A life of dedicated Christian service to the public is demonstrated by the following:

Support for traditional marriage. As a Christian, the candidate for Vice President must affirm that marriage is an institution created by God and defined as a union between one man and one woman. …

Support for the Right to Life, proclaimed in the Declaration of Independence, without exception.

The group also clarifies that, for example, the two Democratic candidates for president would not qualify as “real Christians”:

Who is the real Christian seeking the Presidency of the United States?

The three major presidential candidates, Democrats Barrack [sic] Obama, Hillary Rodham Clinton, and Republican John McCain have presented Christian voters with a vexing problem for Christians.  Both Mr. Obama and Ms. Clinton have declared they are Christians, yet based on their votes, both have consistently demonstrated a failure to support the values and policy positions important to Christians. While Mr. McCain proclaims support for traditional Christian values and morality, he has chosen to not discuss his own religious beliefs.

Since founding his group last year, Cass has concentrated on promoting two ideas: one, that Christianity is being persecuted (or “bashed”), and two, that other people’s faith is fair game. In particular, Cass attacked Mormon candidate Mitt Romney for his religion’s supposed “secret rituals” and “hostility to Christianity.” Presumably Cass isn’t happy that Romney is being floated as a potential running mate for McCain.

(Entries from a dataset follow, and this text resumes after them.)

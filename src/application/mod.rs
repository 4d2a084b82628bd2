//! Application layer services implementing business logic.
//!
//! Services consume repository traits and provide the API used by HTTP
//! handlers and the admin CLI.
//!
//! # Available Services
//!
//! - [`services::item_service::ItemService`] - Item validation and lifecycle
//! - [`services::auth_service::AuthService`] - Registration, login and bearer tokens

pub mod services;
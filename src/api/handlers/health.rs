//! Handler for health check endpoint.

use axum::{Json, extract::State, http::StatusCode};
use chrono::Utc;

use crate::api::dto::health::{CheckStatus, HealthChecks, HealthResponse};
use crate::config::StoreBackend;
use crate::state::AppState;

pub const SERVICE_NAME: &str = "Kaivora API";

/// Returns service health status with component checks.
///
/// # Endpoint
///
/// `GET /health`
///
/// # Response Codes
///
/// - **200 OK**: Store answered
/// - **503 Service Unavailable**: Store query failed
///
/// # Response
///
/// ```json
/// {
///   "status": "healthy",
///   "service": "Kaivora API",
///   "version": "1.0.0",
///   "environment": "development",
///   "timestamp": "2026-01-01T00:00:00Z",
///   "checks": {
///     "store": { "status": "ok", "message": "postgres store reachable, 12 items" }
///   }
/// }
/// ```
pub async fn health_handler(
    State(state): State<AppState>,
) -> Result<Json<HealthResponse>, (StatusCode, Json<HealthResponse>)> {
    let store_check = check_store(&state).await;
    let healthy = store_check.is_ok();

    let response = HealthResponse {
        status: if healthy { "healthy" } else { "degraded" }.to_string(),
        service: SERVICE_NAME.to_string(),
        version: env!("CARGO_PKG_VERSION").to_string(),
        environment: state.environment.to_string(),
        timestamp: Utc::now(),
        checks: HealthChecks { store: store_check },
    };

    if healthy {
        Ok(Json(response))
    } else {
        Err((StatusCode::SERVICE_UNAVAILABLE, Json(response)))
    }
}

/// Checks the store by counting items.
async fn check_store(state: &AppState) -> CheckStatus {
    match state.item_service.count_items().await {
        Ok(count) => CheckStatus::ok(format!(
            "{} store reachable, {} items",
            state.store_backend, count
        )),
        Err(e) => {
            tracing::warn!(error = %e, "Health check: store query failed");
            let backend = match state.store_backend {
                StoreBackend::Memory => "Memory store",
                StoreBackend::Postgres => "Database",
            };
            CheckStatus::error(format!("{backend} unavailable"))
        }
    }
}
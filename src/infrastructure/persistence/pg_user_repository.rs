//! PostgreSQL implementation of user repository.

use async_trait::async_trait;
use chrono::{DateTime, Utc};
use sqlx::{FromRow, PgPool};
use std::sync::Arc;

use crate::domain::entities::{NewUser, User};
use crate::domain::repositories::UserRepository;
use crate::error::AppError;

#[derive(Debug, FromRow)]
struct UserRow {
    id: i64,
    username: String,
    email: String,
    hashed_password: String,
    created_at: DateTime<Utc>,
}

impl From<UserRow> for User {
    fn from(row: UserRow) -> Self {
        User {
            id: row.id,
            username: row.username,
            email: row.email,
            hashed_password: row.hashed_password,
            created_at: row.created_at,
        }
    }
}

pub struct PgUserRepository {
    pool: Arc<PgPool>,
}

impl PgUserRepository {
    pub fn new(pool: Arc<PgPool>) -> Self {
        Self { pool }
    }
}

#[async_trait]
impl UserRepository for PgUserRepository {
    async fn create(&self, new_user: NewUser) -> Result<User, AppError> {
        // Unique violations surface as AppError::Conflict via From<sqlx::Error>.
        let row = sqlx::query_as::<_, UserRow>(
            r#"
            INSERT INTO users (username, email, hashed_password)
            VALUES ($1, $2, $3)
            RETURNING id, username, email, hashed_password, created_at
            "#,
        )
        .bind(new_user.username)
        .bind(new_user.email)
        .bind(new_user.hashed_password)
        .fetch_one(self.pool.as_ref())
        .await?;

        Ok(row.into())
    }

    async fn find_by_username(&self, username: &str) -> Result<Option<User>, AppError> {
        let row = sqlx::query_as::<_, UserRow>(
            "SELECT id, username, email, hashed_password, created_at FROM users WHERE username = $1",
        )
        .bind(username)
        .fetch_optional(self.pool.as_ref())
        .await?;

        Ok(row.map(User::from))
    }

    async fn find_by_email(&self, email: &str) -> Result<Option<User>, AppError> {
        let row = sqlx::query_as::<_, UserRow>(
            "SELECT id, username, email, hashed_password, created_at FROM users WHERE email = $1",
        )
        .bind(email)
        .fetch_optional(self.pool.as_ref())
        .await?;

        Ok(row.map(User::from))
    }

    async fn list(&self) -> Result<Vec<User>, AppError> {
        let rows = sqlx::query_as::<_, UserRow>(
            "SELECT id, username, email, hashed_password, created_at FROM users ORDER BY id",
        )
        .fetch_all(self.pool.as_ref())
        .await?;

        Ok(rows.into_iter().map(User::from).collect())
    }
}
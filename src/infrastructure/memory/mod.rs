//! In-memory repository implementations.
//!
//! Selected with `STORE_BACKEND=memory`. Data lives as long as the process.

mod item_store;
mod user_store;

pub use item_store::InMemoryItemRepository;
pub use user_store::InMemoryUserRepository;
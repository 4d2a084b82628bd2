//! REST API layer for HTTP request/response handling.
//!
//! This layer translates HTTP requests into service calls and formats
//! responses according to API contracts.
//!
//! # Modules
//!
//! - [`dto`] - Data Transfer Objects for request/response serialization
//! - [`extractors`] - Extractors that reject with the JSON error envelope
//! - [`handlers`] - HTTP request handlers
//! - [`middleware`] - Authentication, CORS and tracing middleware
//! - [`routes`] - Route configuration and composition

pub mod dto;
pub mod extractors;
pub mod handlers;
pub mod middleware;
pub mod routes;
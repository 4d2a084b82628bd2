//! Business logic services for the application layer.

pub mod auth_service;
pub mod item_service;

pub use auth_service::AuthService;
pub use item_service::ItemService;
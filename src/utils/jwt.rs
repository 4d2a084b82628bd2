//! Bearer token issuance and verification (HS256 JWT).

use chrono::{Duration, Utc};
use jsonwebtoken::errors::ErrorKind;
use jsonwebtoken::{Algorithm, DecodingKey, EncodingKey, Header, Validation, decode, encode};
use serde::{Deserialize, Serialize};

/// Claims carried by an access token.
#[derive(Debug, Clone, PartialEq, Eq, Serialize, Deserialize)]
pub struct Claims {
    /// Subject: the username.
    pub sub: String,
    pub iat: i64,
    pub exp: i64,
    /// Unique token id.
    pub jti: String,
}

#[derive(Debug, thiserror::Error)]
pub enum TokenError {
    #[error("token has expired")]
    Expired,

    #[error("invalid token: {0}")]
    Invalid(String),

    #[error("failed to sign token: {0}")]
    Signing(String),
}

/// Signs and verifies access tokens with a shared HMAC secret.
#[derive(Clone)]
pub struct TokenSigner {
    encoding: EncodingKey,
    decoding: DecodingKey,
    validation: Validation,
}

impl TokenSigner {
    pub fn new(secret: &str) -> Self {
        let mut validation = Validation::new(Algorithm::HS256);
        validation.set_required_spec_claims(&["exp", "sub"]);

        Self {
            encoding: EncodingKey::from_secret(secret.as_bytes()),
            decoding: DecodingKey::from_secret(secret.as_bytes()),
            validation,
        }
    }

    /// Issues a token for `subject` that expires after `ttl`.
    pub fn issue_token(&self, subject: &str, ttl: Duration) -> Result<String, TokenError> {
        let now = Utc::now();
        let claims = Claims {
            sub: subject.to_string(),
            iat: now.timestamp(),
            exp: (now + ttl).timestamp(),
            jti: format!("{:032x}", rand::random::<u128>()),
        };

        encode(&Header::new(Algorithm::HS256), &claims, &self.encoding)
            .map_err(|e| TokenError::Signing(e.to_string()))
    }

    /// Verifies the signature and expiry of a token and returns its claims.
    pub fn verify_token(&self, token: &str) -> Result<Claims, TokenError> {
        decode::<Claims>(token, &self.decoding, &self.validation)
            .map(|data| data.claims)
            .map_err(|e| match e.kind() {
                ErrorKind::ExpiredSignature => TokenError::Expired,
                _ => TokenError::Invalid(e.to_string()),
            })
    }
}

#[cfg(test)]
mod tests {
    use super::*;

    #[test]
    fn test_issue_and_verify() {
        let signer = TokenSigner::new("test-secret");
        let token = signer.issue_token("carlos", Duration::minutes(30)).unwrap();

        let claims = signer.verify_token(&token).unwrap();
        assert_eq!(claims.sub, "carlos");
        assert_eq!(claims.exp - claims.iat, 30 * 60);
        assert_eq!(claims.jti.len(), 32);
    }

    #[test]
    fn test_tokens_are_unique() {
        let signer = TokenSigner::new("test-secret");
        let a = signer.issue_token("carlos", Duration::minutes(5)).unwrap();
        let b = signer.issue_token("carlos", Duration::minutes(5)).unwrap();

        assert_ne!(a, b);
    }

    #[test]
    fn test_expired_token_rejected() {
        let signer = TokenSigner::new("test-secret");
        let token = signer.issue_token("carlos", Duration::minutes(-10)).unwrap();

        assert!(matches!(signer.verify_token(&token), Err(TokenError::Expired)));
    }

    #[test]
    fn test_wrong_secret_rejected() {
        let token = TokenSigner::new("secret-a")
            .issue_token("carlos", Duration::minutes(5))
            .unwrap();

        assert!(matches!(
            TokenSigner::new("secret-b").verify_token(&token),
            Err(TokenError::Invalid(_))
        ));
    }

    #[test]
    fn test_garbage_rejected() {
        let signer = TokenSigner::new("test-secret");
        assert!(signer.verify_token("not.a.jwt").is_err());
    }
}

This counterintuitive notion—that Christianity is to be defended from persecution in public culture by attacking others’ faith—is apparently shared by the so-called Christian Defense Coalition, which attacked Obama over the weekend for resigning from his church after public disagreements. “[I]f his church membership was truly spiritual -- then this action shows a fundamental lack of integrity,” declared Patrick Mahoney, who has attacked Obama’s religious credentials for some time. “Obama's resignation of membership in Trinity United Church demonstrates that he will trade even on his faith for political advantage.”